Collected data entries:
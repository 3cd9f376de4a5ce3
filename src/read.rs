//! The [`XmlRead`] cursor trait.
//!
//! A reader supplies a small set of primitives: advancing, describing the
//! current node and walking its attributes. Everything else (content
//! accumulation, typed content, the element content protocol, navigation,
//! subtrees and re-serialization) is provided on top of them, so every
//! reader, including [`SubtreeReader`], gets the same behavior.

mod content;
pub mod convert;
mod navigate;
mod project;

use chrono::{DateTime, FixedOffset, NaiveDateTime};
use rust_decimal::Decimal;

use crate::errors::{Error, Result, TextPosition};
use crate::name::{Atom, NameTable};
use crate::node::{has_value, NodeType, ReadState, XmlSpace};
use crate::reader::SubtreeReader;
use crate::writer::XmlSink;

pub(crate) use self::content::{
    read_content_binary, read_element_content_binary, BinaryBuffer, BinaryEncoding,
};
pub use self::convert::{NamespaceLookup, TypedValue, ValueType};

/// Type information a validating layer attaches to the current node.
pub trait SchemaInfo {
    /// Returns `true` if the current attribute was supplied from a default.
    fn is_default(&self) -> bool;
    /// Returns `true` if the current element was declared nil.
    fn is_nil(&self) -> bool;
}

/// Resolves prefixes through the namespaces in scope at a reader's cursor.
struct ScopeLookup<'a, R: ?Sized>(&'a R);

impl<'a, R: XmlRead + ?Sized> NamespaceLookup for ScopeLookup<'a, R> {
    fn lookup_namespace(&self, prefix: &str) -> Option<&str> {
        self.0.lookup_namespace(prefix)
    }
}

WORK INSTRUCTIONS:
From the line containing "fn is_nil(&self) -> bool;" through the last line of the entries above, print each line exactly as it stands.

RESPONSE BELOW:
    fn is_nil(&self) -> bool;
}

/// Resolves prefixes through the namespaces in scope at a reader's cursor.
struct ScopeLookup<'a, R: ?Sized>(&'a R);

impl<'a, R: XmlRead + ?Sized> NamespaceLookup for ScopeLookup<'a, R> {
    fn lookup_namespace(&self, prefix: &str) -> Option<&str> {
        self.0.lookup_namespace(prefix)
    }
}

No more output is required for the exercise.